Nowhere was that contradiction more evident than in Gagarin’s role as the founder and first head of the Soviet water-skiing association. It was a sport that Gagarin believed was appropriate for future patriots and military officers: honing the reflexes, toning the muscles, integrating machine, man, and the natural elements. But it was also just fun as hell to take off one’s shirt and preen for the pretty ladies—a seemingly bourgeois pursuit that Gagarin said caused some stodgier Soviets to accuse him of “dandyism.” He said he “even heard from some [critics] that water-skiing is supposedly the latest fad coming from the West,” which of course it was.1

The same tension was also reflected in Gagarin’s love affair with the motor car. After Gagarin died, his official black Volga, which his father thought was a “real car,” was enshrined in a glass case outside the Gagarin museum in the city of Gagarin (so renamed right after his death). Yet it was a fancy red fiberglass Matra Djet, a banner of capitalist self-indulgence given to him as a gift from the French people, that the historical Gagarin really loved to drive—at excessively high rates of speed, gleefully terrifying friends and family during joyrides. His father derisively called it “that frog thing.”2

Gagarin’s curious hybrid of the official Soviet hero and the modern celebrity (capitalist or communist) made him potentially attractive to a variety of constituencies, from testosterone-driven males and swooning teenage girls to Russian nationalists and party moralists. It also reflected a fundamental change in Soviet society since Stalin’s death. More than just aspects of his personal biography, the many strands of Gagarin’s post-flight life convey the paradoxical essence of the male Homo sovieticus in the 1960s: someone who combined selfless service to state and nation with the tireless pursuit of pleasure and leisure.

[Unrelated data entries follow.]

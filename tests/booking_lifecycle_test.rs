use sea_orm::{ActiveModelTrait, DatabaseConnection, Set};

use tourdesk::db;
use tourdesk::domain::ServiceError;
use tourdesk::models::booking::BookingDto;
use tourdesk::models::payment::PaymentDto;
use tourdesk::models::{city, client, country, employee, hotel, tour, tour_hotel, tour_type};
use tourdesk::services::booking_service;

// Helper to create a test database
async fn setup_test_db() -> DatabaseConnection {
    // In-memory SQLite for testing
    db::init_db("sqlite::memory:")
        .await
        .expect("Failed to init DB")
}

async fn create_test_client(db: &DatabaseConnection, passport: &str) -> i32 {
    let client = client::ActiveModel {
        first_name: Set("Ivan".to_string()),
        last_name: Set("Sokolov".to_string()),
        name_latin: Set(Some("Ivan Sokolov".to_string())),
        passport_number: Set(passport.to_string()),
        passport_expiry: Set("2032-06-01".to_string()),
        birth_date: Set("1990-04-15".to_string()),
        gender: Set("male".to_string()),
        phone: Set("+79991234567".to_string()),
        email: Set(None),
        registration_date: Set("2024-01-10".to_string()),
        ..Default::default()
    };
    client.insert(db).await.expect("Failed to create client").id
}

async fn create_test_employee(db: &DatabaseConnection) -> i32 {
    let employee = employee::ActiveModel {
        first_name: Set("Anna".to_string()),
        last_name: Set("Petrova".to_string()),
        position: Set("Travel agent".to_string()),
        hire_date: Set("2022-03-01".to_string()),
        salary: Set(48000.0),
        is_active: Set(true),
        ..Default::default()
    };
    employee
        .insert(db)
        .await
        .expect("Failed to create employee")
        .id
}

async fn create_test_tour(db: &DatabaseConnection, base_price: f64) -> i32 {
    let tour_type = tour_type::ActiveModel {
        name: Set(format!("type-{}", base_price)),
        description: Set(None),
        ..Default::default()
    };
    let tour_type = tour_type
        .insert(db)
        .await
        .expect("Failed to create tour type");

    let tour = tour::ActiveModel {
        type_id: Set(tour_type.id),
        title: Set("Coastal escape".to_string()),
        description: Set(Some("A relaxing week near the sea.".to_string())),
        base_price: Set(base_price),
        is_active: Set(true),
        created_at: Set("2024-01-01T00:00:00Z".to_string()),
        ..Default::default()
    };
    tour.insert(db).await.expect("Failed to create tour").id
}

async fn create_test_hotel(
    db: &DatabaseConnection,
    stars: i32,
    beach_line: bool,
) -> i32 {
    let country = country::ActiveModel {
        name: Set(format!("Country-{}-{}", stars, beach_line)),
        visa_required: Set(false),
        created_at: Set("2024-01-01T00:00:00Z".to_string()),
        ..Default::default()
    };
    let country = country.insert(db).await.expect("Failed to create country");

    let city = city::ActiveModel {
        country_id: Set(country.id),
        name: Set("Resort town".to_string()),
        is_popular: Set(true),
        ..Default::default()
    };
    let city = city.insert(db).await.expect("Failed to create city");

    let hotel = hotel::ActiveModel {
        city_id: Set(city.id),
        name: Set("Test hotel".to_string()),
        stars: Set(stars),
        beach_line: Set(beach_line),
        created_at: Set("2024-01-01T00:00:00Z".to_string()),
        ..Default::default()
    };
    hotel.insert(db).await.expect("Failed to create hotel").id
}

async fn attach_hotel(db: &DatabaseConnection, tour_id: i32, hotel_id: i32, nights: i32) {
    let stay = tour_hotel::ActiveModel {
        tour_id: Set(tour_id),
        hotel_id: Set(hotel_id),
        nights: Set(nights),
    };
    stay.insert(db).await.expect("Failed to attach hotel");
}

fn booking_dto(client_id: i32, tour_id: i32, employee_id: i32, total: f64) -> BookingDto {
    BookingDto {
        client_id,
        tour_id,
        employee_id,
        departure_date: "2026-09-01".to_string(),
        return_date: "2026-09-08".to_string(),
        total_price: total,
        status: "confirmed".to_string(),
    }
}

#[tokio::test]
async fn quote_matches_reference_example() {
    let db = setup_test_db().await;

    // base 100, one 3-star hotel for 2 nights on the beach line, 7 days:
    // (100 + 3*1000*2) * 1.2 * (7/7) = 7320.00
    let tour_id = create_test_tour(&db, 100.0).await;
    let hotel_id = create_test_hotel(&db, 3, true).await;
    attach_hotel(&db, tour_id, hotel_id, 2).await;

    let total = booking_service::quote_price(&db, tour_id, "2026-09-01", "2026-09-08")
        .await
        .expect("Failed to quote");

    assert!((total - 7320.0).abs() < 1e-6, "got {}", total);
}

#[tokio::test]
async fn quote_beach_surcharge_compounds_in_hotel_id_order() {
    let db = setup_test_db().await;

    let tour_id = create_test_tour(&db, 100.0).await;
    let beach = create_test_hotel(&db, 3, true).await;
    let inland = create_test_hotel(&db, 4, false).await;
    attach_hotel(&db, tour_id, beach, 2).await;
    attach_hotel(&db, tour_id, inland, 1).await;

    // (100 + 6000) * 1.2 + 4000 = 11320; the inland hotel added later is
    // not touched by the earlier beach multiplier.
    let total = booking_service::quote_price(&db, tour_id, "2026-09-01", "2026-09-08")
        .await
        .expect("Failed to quote");

    assert!((total - 11320.0).abs() < 1e-6, "got {}", total);
}

#[tokio::test]
async fn quote_scales_with_days() {
    let db = setup_test_db().await;

    let tour_id = create_test_tour(&db, 700.0).await;

    // no hotels: 700 * (14/7) = 1400
    let total = booking_service::quote_price(&db, tour_id, "2026-09-01", "2026-09-15")
        .await
        .expect("Failed to quote");

    assert!((total - 1400.0).abs() < 1e-6, "got {}", total);
}

#[tokio::test]
async fn quote_unknown_tour_is_not_found() {
    let db = setup_test_db().await;

    let err = booking_service::quote_price(&db, 999, "2026-09-01", "2026-09-08")
        .await
        .expect_err("quote should fail");
    assert!(matches!(err, ServiceError::NotFound));
}

#[tokio::test]
async fn booking_rejects_return_before_departure() {
    let db = setup_test_db().await;

    let client_id = create_test_client(&db, "AB123456").await;
    let employee_id = create_test_employee(&db).await;
    let tour_id = create_test_tour(&db, 100.0).await;

    let mut dto = booking_dto(client_id, tour_id, employee_id, 500.0);
    dto.return_date = dto.departure_date.clone();

    let err = booking_service::create_booking(&db, dto)
        .await
        .expect_err("booking should be rejected");
    assert!(matches!(err, ServiceError::Validation(_)));
}

#[tokio::test]
async fn booking_rejects_unknown_references() {
    let db = setup_test_db().await;

    let client_id = create_test_client(&db, "AB123457").await;
    let employee_id = create_test_employee(&db).await;
    let tour_id = create_test_tour(&db, 100.0).await;

    let dto = booking_dto(999, tour_id, employee_id, 500.0);
    let err = booking_service::create_booking(&db, dto)
        .await
        .expect_err("unknown client should fail");
    assert!(matches!(err, ServiceError::NotFound));

    let dto = booking_dto(client_id, 999, employee_id, 500.0);
    let err = booking_service::create_booking(&db, dto)
        .await
        .expect_err("unknown tour should fail");
    assert!(matches!(err, ServiceError::NotFound));
}

#[tokio::test]
async fn payments_flip_status_once_total_is_covered() {
    let db = setup_test_db().await;

    let client_id = create_test_client(&db, "AB123458").await;
    let employee_id = create_test_employee(&db).await;
    let tour_id = create_test_tour(&db, 100.0).await;

    let booking = booking_service::create_booking(
        &db,
        booking_dto(client_id, tour_id, employee_id, 100.0),
    )
    .await
    .expect("Failed to create booking");
    assert_eq!(booking.status, "confirmed");

    // First payment covers half: status must not move.
    booking_service::record_payment(
        &db,
        booking.id,
        PaymentDto {
            amount: 50.0,
            method: "card".to_string(),
            transaction_id: Some("tx-1".to_string()),
        },
    )
    .await
    .expect("Failed to record payment");

    let current = booking_service::get_booking(&db, booking.id)
        .await
        .expect("Failed to load booking");
    assert_eq!(current.status, "confirmed");

    // Second payment reaches the total: status flips to paid.
    booking_service::record_payment(
        &db,
        booking.id,
        PaymentDto {
            amount: 50.0,
            method: "card".to_string(),
            transaction_id: Some("tx-2".to_string()),
        },
    )
    .await
    .expect("Failed to record payment");

    let current = booking_service::get_booking(&db, booking.id)
        .await
        .expect("Failed to load booking");
    assert_eq!(current.status, "paid");
}

#[tokio::test]
async fn payment_rejects_bad_amount_and_unknown_booking() {
    let db = setup_test_db().await;

    let err = booking_service::record_payment(
        &db,
        999,
        PaymentDto {
            amount: 10.0,
            method: "cash".to_string(),
            transaction_id: None,
        },
    )
    .await
    .expect_err("unknown booking should fail");
    assert!(matches!(err, ServiceError::NotFound));

    let client_id = create_test_client(&db, "AB123459").await;
    let employee_id = create_test_employee(&db).await;
    let tour_id = create_test_tour(&db, 100.0).await;
    let booking = booking_service::create_booking(
        &db,
        booking_dto(client_id, tour_id, employee_id, 100.0),
    )
    .await
    .expect("Failed to create booking");

    let err = booking_service::record_payment(
        &db,
        booking.id,
        PaymentDto {
            amount: 0.0,
            method: "cash".to_string(),
            transaction_id: None,
        },
    )
    .await
    .expect_err("zero amount should fail");
    assert!(matches!(err, ServiceError::Validation(_)));
}

#[tokio::test]
async fn payment_transaction_ids_are_unique() {
    let db = setup_test_db().await;

    let client_id = create_test_client(&db, "AB123460").await;
    let employee_id = create_test_employee(&db).await;
    let tour_id = create_test_tour(&db, 100.0).await;
    let booking = booking_service::create_booking(
        &db,
        booking_dto(client_id, tour_id, employee_id, 200.0),
    )
    .await
    .expect("Failed to create booking");

    booking_service::record_payment(
        &db,
        booking.id,
        PaymentDto {
            amount: 20.0,
            method: "card".to_string(),
            transaction_id: Some("tx-dup".to_string()),
        },
    )
    .await
    .expect("Failed to record payment");

    let err = booking_service::record_payment(
        &db,
        booking.id,
        PaymentDto {
            amount: 20.0,
            method: "card".to_string(),
            transaction_id: Some("tx-dup".to_string()),
        },
    )
    .await
    .expect_err("duplicate transaction id should fail");
    assert!(matches!(err, ServiceError::DuplicateKey(_)));
}

#[tokio::test]
async fn deleting_booking_removes_its_payments() {
    let db = setup_test_db().await;

    let client_id = create_test_client(&db, "AB123461").await;
    let employee_id = create_test_employee(&db).await;
    let tour_id = create_test_tour(&db, 100.0).await;
    let booking = booking_service::create_booking(
        &db,
        booking_dto(client_id, tour_id, employee_id, 100.0),
    )
    .await
    .expect("Failed to create booking");

    booking_service::record_payment(
        &db,
        booking.id,
        PaymentDto {
            amount: 30.0,
            method: "cash".to_string(),
            transaction_id: None,
        },
    )
    .await
    .expect("Failed to record payment");

    booking_service::delete_booking(&db, booking.id)
        .await
        .expect("Failed to delete booking");

    let err = booking_service::list_payments(&db, booking.id)
        .await
        .expect_err("booking should be gone");
    assert!(matches!(err, ServiceError::NotFound));

    let err = booking_service::delete_booking(&db, booking.id)
        .await
        .expect_err("second delete should fail");
    assert!(matches!(err, ServiceError::NotFound));
}

#[tokio::test]
async fn status_updates_are_validated() {
    let db = setup_test_db().await;

    let client_id = create_test_client(&db, "AB123462").await;
    let employee_id = create_test_employee(&db).await;
    let tour_id = create_test_tour(&db, 100.0).await;
    let booking = booking_service::create_booking(
        &db,
        booking_dto(client_id, tour_id, employee_id, 100.0),
    )
    .await
    .expect("Failed to create booking");

    let updated = booking_service::update_booking_status(&db, booking.id, "cancelled")
        .await
        .expect("Failed to update status");
    assert_eq!(updated.status, "cancelled");

    let err = booking_service::update_booking_status(&db, booking.id, "archived")
        .await
        .expect_err("unknown status should fail");
    assert!(matches!(err, ServiceError::Validation(_)));
}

Consumer Identities and Secret Cities

Unlike many shadowy figures in the Soviet military-industrial complex, Gagarin could reveal himself as a public figure. But he could also retreat to the inner sanctum of Soviet power to escape public scrutiny, much as a chauffeured Hollywood star might disappear behind the guarded gates of his or her manse. Coming from a secret place lent an aura of mystery and glamour to Gagarin’s celebrity; it also gave the first cosmonaut a heady sense of empowerment. When an official ceremony preceded Valentina Tereshkova’s flight (June



Download



Copyright Disclaimer:
This site does not store any files on its server. We only index and link to content provided by other sites. Please contact the content providers to delete copyright contents if any and email us, we'll remove relevant links or contents immediately.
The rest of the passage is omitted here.